We further compared pathogen detection rates across sequencing modalities for four specimen types (Figure 4). Among peripheral blood specimens (n = 306), DNA-only sequencing modality was predominantly utilized (56.86%, 161/306), demonstrating positivity rates of 45.34% (73/161) for DNA-only, 43.00% (46/107) for RNA-only, and 34.21% (13/38) for combined sequencing modalities, with no statistically significant inter-sequencing modalities differences (p = 0.460). In contrast, BALF specimens (n = 175) exhibited markedly enhanced diagnostic performance with combined DNA/RNA sequencing modalities, achieving a 97.33% positivity rate (73/75) compared to 77.05% (47/61) for DNA-only and 71.80% (28/39) for RNA-only sequencing modality (p < 0.05). Notably, despite its superior efficacy, combined-sequencing modalities accounted for only 42.86% (75/175) of BALF submissions, likely reflecting clinical hesitancy toward multi-sequencing modalities due to cost considerations or procedural priorities. Cerebrospinal fluid analysis (n = 172) revealed DNA-only sequencing modality as the most utilized modality (41.28%, 71/172), though positivity rates showed no significant inter-sequencing modalities variation: 45.07% (32/71) for DNA-only, 31.60% (12/38) for RNA-only, and 39.70% (25/63) for combined sequencing modalities (p = 0.390). In contrast, sputum specimens (n = 162) demonstrated profound combined-sequencing modalities superiority, achieving an 82.35% positivity rate (14/17) vs.

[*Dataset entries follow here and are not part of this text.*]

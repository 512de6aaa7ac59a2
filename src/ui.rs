use std::collections::HashMap;
use ratatui::{
    Frame,
    layout::{Constraint, Layout, Rect},
    style::{Color, Modifier, Style},
    text::{Line, Span, Text},
    widgets::{Block, Borders, Paragraph, Wrap},
};
use crate::app::{App, InputMode};
use crate::render::{self, Row};

/// Thumbnail width in terminal cells (each cell shows two pixel rows)
const THUMB_COLS: u32 = 24;

fn user_style() -> Style {
    Style::default().fg(Color::Cyan).add_modifier(Modifier::BOLD)
}

fn assistant_style() -> Style {
    Style::default().fg(Color::Yellow).add_modifier(Modifier::BOLD)
}

fn dim_style() -> Style {
    Style::default().fg(Color::DarkGray)
}

/// Convert **bold** and `code` spans within one line of text
fn inline_spans(text: &str) -> Vec<Span<'static>> {
    let mut spans: Vec<Span<'static>> = Vec::new();
    let mut chars = text.chars().peekable();
    let mut current_text = String::new();

    while let Some(c) = chars.next() {
        match c {
            '*' if chars.peek() == Some(&'*') => {
                chars.next();

                let mut bold_text = String::new();
                let mut found_close = false;
                while let Some(c) = chars.next() {
                    if c == '*' && chars.peek() == Some(&'*') {
                        chars.next();
                        found_close = true;
                        break;
                    }
                    bold_text.push(c);
                }

                if found_close && !bold_text.is_empty() {
                    if !current_text.is_empty() {
                        spans.push(Span::raw(std::mem::take(&mut current_text)));
                    }
                    spans.push(Span::styled(
                        bold_text,
                        Style::default().add_modifier(Modifier::BOLD),
                    ));
                } else {
                    // No closing **, treat as literal
                    current_text.push_str("**");
                    current_text.push_str(&bold_text);
                    if found_close {
                        current_text.push_str("**");
                    }
                }
            }
            '`' => {
                let mut code = String::new();
                let mut found_close = false;
                for c in chars.by_ref() {
                    if c == '`' {
                        found_close = true;
                        break;
                    }
                    code.push(c);
                }

                if found_close {
                    if !current_text.is_empty() {
                        spans.push(Span::raw(std::mem::take(&mut current_text)));
                    }
                    spans.push(Span::styled(code, Style::default().fg(Color::Green)));
                } else {
                    current_text.push('`');
                    current_text.push_str(&code);
                }
            }
            _ => current_text.push(c),
        }
    }

    if !current_text.is_empty() {
        spans.push(Span::raw(current_text));
    }
    spans
}

fn heading_text(line: &str) -> Option<&str> {
    let hashes = line.chars().take_while(|c| *c == '#').count();
    if (1..=6).contains(&hashes) {
        line[hashes..].strip_prefix(' ')
    } else {
        None
    }
}

/// Markdown subset for assistant replies: headings, bullets, bold, inline code
fn markdown_line(text: &str) -> Line<'static> {
    let trimmed = text.trim_start();

    if let Some(heading) = heading_text(trimmed) {
        return Line::from(Span::styled(
            heading.to_string(),
            Style::default().fg(Color::Magenta).add_modifier(Modifier::BOLD),
        ));
    }

    let bullet = trimmed.strip_prefix("- ").or_else(|| trimmed.strip_prefix("* "));
    let spans = match bullet {
        Some(rest) => {
            let mut spans = vec![Span::raw("  • ")];
            spans.extend(inline_spans(rest));
            spans
        }
        None => inline_spans(text),
    };

    if spans.is_empty() {
        Line::default()
    } else {
        Line::from(spans)
    }
}

/// Half-block rendering of an image file; `None` if it can't be read
fn load_thumbnail(path: &str) -> Option<Vec<Line<'static>>> {
    let img = match image::open(path) {
        Ok(img) => img,
        Err(e) => {
            tracing::warn!(path, "cannot render image: {}", e);
            return None;
        }
    };

    let thumb = img.thumbnail(THUMB_COLS, THUMB_COLS).to_rgb8();
    let (width, height) = thumb.dimensions();

    let lines = (0..height)
        .step_by(2)
        .map(|y| {
            let spans: Vec<Span<'static>> = (0..width)
                .map(|x| {
                    let top = thumb.get_pixel(x, y);
                    let bottom = if y + 1 < height { thumb.get_pixel(x, y + 1) } else { top };
                    Span::styled(
                        "▀",
                        Style::default()
                            .fg(Color::Rgb(top[0], top[1], top[2]))
                            .bg(Color::Rgb(bottom[0], bottom[1], bottom[2])),
                    )
                })
                .collect();
            Line::from(spans)
        })
        .collect();

    Some(lines)
}

fn sent_text_lines(text: &str) -> Vec<Line<'static>> {
    let mut lines = vec![Line::from(Span::styled("You:", user_style()))];
    lines.extend(text.lines().map(|l| Line::from(l.to_string())));
    lines
}

fn received_text_lines(text: &str) -> Vec<Line<'static>> {
    let mut lines = vec![Line::from(Span::styled("AI:", assistant_style()))];
    lines.extend(text.lines().map(markdown_line));
    lines
}

fn image_lines(
    thumbnails: &mut HashMap<String, Option<Vec<Line<'static>>>>,
    header: Span<'static>,
    path: Option<&str>,
    caption: Option<&str>,
) -> Vec<Line<'static>> {
    let mut lines = vec![Line::from(header)];

    let Some(path) = path else {
        lines.push(Line::from(Span::styled("[image unavailable]", dim_style())));
        return lines;
    };

    let thumbnail = thumbnails
        .entry(path.to_string())
        .or_insert_with(|| load_thumbnail(path));
    match thumbnail {
        Some(rows) => lines.extend(rows.iter().cloned()),
        None => lines.push(Line::from(Span::styled("[image unavailable]", dim_style()))),
    }

    let label = match caption {
        Some(caption) if !caption.is_empty() => format!("{} ({})", caption, path),
        _ => path.to_string(),
    };
    lines.push(Line::from(Span::styled(label, dim_style())));
    lines
}

fn typing_lines(frame: u8) -> Vec<Line<'static>> {
    // Animated ellipsis: cycles through ".", "..", "..."
    let dots = ".".repeat(frame as usize + 1);
    vec![
        Line::from(Span::styled("AI:", assistant_style())),
        Line::from(Span::styled(
            format!("Typing{}", dots),
            dim_style().add_modifier(Modifier::ITALIC),
        )),
    ]
}

/// Rows the lines occupy once wrapped at `width` cells
fn wrapped_height(lines: &[Line], width: u16) -> u16 {
    let width = width.max(1) as usize;
    let total: usize = lines
        .iter()
        .map(|line| line.width().div_ceil(width).max(1))
        .sum();
    total.min(u16::MAX as usize) as u16
}

pub fn render(app: &mut App, frame: &mut Frame) {
    let area = frame.area();

    let [header_area, chat_area, footer_area, input_area] = Layout::vertical([
        Constraint::Length(1),
        Constraint::Min(0),
        Constraint::Length(1),
        Constraint::Length(3),
    ])
    .areas(area);

    render_header(app, frame, header_area);
    render_chat(app, frame, chat_area);
    render_footer(app, frame, footer_area);
    render_input(app, frame, input_area);
}

fn render_header(app: &App, frame: &mut Frame, area: Rect) {
    let pending = app.controller.pending();
    let mut spans = vec![
        Span::styled(" Nector AI ", Style::default().fg(Color::Black).bg(Color::Cyan).add_modifier(Modifier::BOLD)),
        Span::styled(format!("  {}", app.model_label), dim_style()),
    ];
    if pending > 0 {
        spans.push(Span::styled(
            format!("  [{} waiting]", pending),
            Style::default().fg(Color::Yellow),
        ));
    }
    frame.render_widget(Paragraph::new(Line::from(spans)), area);
}

fn render_chat(app: &mut App, frame: &mut Frame, area: Rect) {
    app.chat_height = area.height.saturating_sub(2);
    let inner_width = area.width.saturating_sub(2);

    let block = Block::default()
        .borders(Borders::ALL)
        .border_style(Style::default().fg(if app.input_mode == InputMode::Normal {
            Color::Cyan
        } else {
            Color::DarkGray
        }))
        .title(" Chat ");

    let snapshot = app.controller.snapshot();
    let text = if snapshot.is_empty() {
        Text::from(vec![
            Line::from(Span::styled("Say something...", dim_style())),
            Line::from(Span::styled(crate::app::HELP_TEXT, dim_style())),
        ])
    } else {
        let mut lines: Vec<Line<'static>> = Vec::new();
        for row in render::rows(&snapshot) {
            let row_lines = match row {
                Row::SentText(text) => sent_text_lines(text),
                Row::ReceivedText(text) => received_text_lines(text),
                Row::SentImage(path) => image_lines(
                    &mut app.thumbnails,
                    Span::styled("You:", user_style()),
                    path,
                    None,
                ),
                Row::ReceivedImage { path, caption } => image_lines(
                    &mut app.thumbnails,
                    Span::styled("AI:", assistant_style()),
                    path,
                    Some(caption),
                ),
                Row::Typing => typing_lines(app.animation_frame),
            };
            lines.extend(row_lines);
            lines.push(Line::default());
        }
        Text::from(lines)
    };

    app.chat_total_lines = wrapped_height(&text.lines, inner_width);
    if app.follow_bottom {
        app.scroll = app.max_scroll();
    } else {
        app.scroll = app.scroll.min(app.max_scroll());
    }

    let chat = Paragraph::new(text)
        .block(block)
        .wrap(Wrap { trim: false })
        .scroll((app.scroll, 0));

    frame.render_widget(chat, area);
}

fn render_footer(app: &App, frame: &mut Frame, area: Rect) {
    let line = match &app.notice {
        Some(notice) => Line::from(Span::styled(
            format!(" {}", notice.text),
            Style::default().fg(Color::Black).bg(Color::Yellow),
        )),
        None => {
            let hints = match app.input_mode {
                InputMode::Editing => " Enter send | Esc browse | PgUp/PgDn scroll | Ctrl-C quit",
                InputMode::Normal => " i type | j/k scroll | g/G top/bottom | q quit",
            };
            Line::from(Span::styled(hints, dim_style()))
        }
    };
    frame.render_widget(Paragraph::new(line), area);
}

fn render_input(app: &App, frame: &mut Frame, area: Rect) {
    let editing = app.input_mode == InputMode::Editing;
    let input_block = Block::default()
        .borders(Borders::ALL)
        .border_style(Style::default().fg(if editing { Color::Yellow } else { Color::DarkGray }))
        .title(" Message ");

    // Horizontal scrolling keeps the cursor inside the box
    let inner_width = area.width.saturating_sub(2) as usize;
    let cursor_pos = app.cursor;
    let scroll_offset = if inner_width == 0 {
        0
    } else if cursor_pos >= inner_width {
        cursor_pos - inner_width + 1
    } else {
        0
    };

    let visible_text: String = app.input
        .chars()
        .skip(scroll_offset)
        .take(inner_width)
        .collect();

    let input = Paragraph::new(visible_text)
        .style(Style::default().fg(Color::Cyan))
        .block(input_block);
    frame.render_widget(input, area);

    if editing {
        let cursor_x = (cursor_pos - scroll_offset) as u16;
        frame.set_cursor_position((area.x + cursor_x + 1, area.y + 1));
    }
}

DNA-only (58.02%, 89/153) and RNA-only (40.62%, 26/64) (p = 0.005). Notably, despite this performance advantage, combined-sequencing modalities accounted for only 10.49% (17/162) of sputum analyses, suggesting underutilization potentially driven by cost constraints or specimen prioritization protocols. The substantial cost disparity between combined-sequencing modalities (¥8,000) and DNA-only testing (¥1,950) at our institution—a 4.1-fold difference—likely contributed to the underutilization of combined modalities, despite their 23.33% absolute improvement in sensitivity for sputum specimens. These findings demonstrate: 1) DNA-sequencing modality preference for blood/CSF specimens correlates with marginally higher positivity rates; 2) Combined DNA/RNA sequencing modalities significantly enhance respiratory pathogen detection in BALF (97.33%) and sputum (82.35%); 3) Clinical practice patterns do not consistently align with optimal detection modalities, particularly for respiratory samples.

Figure 4

Figure 4. The number of positive cases for different samples under different channels.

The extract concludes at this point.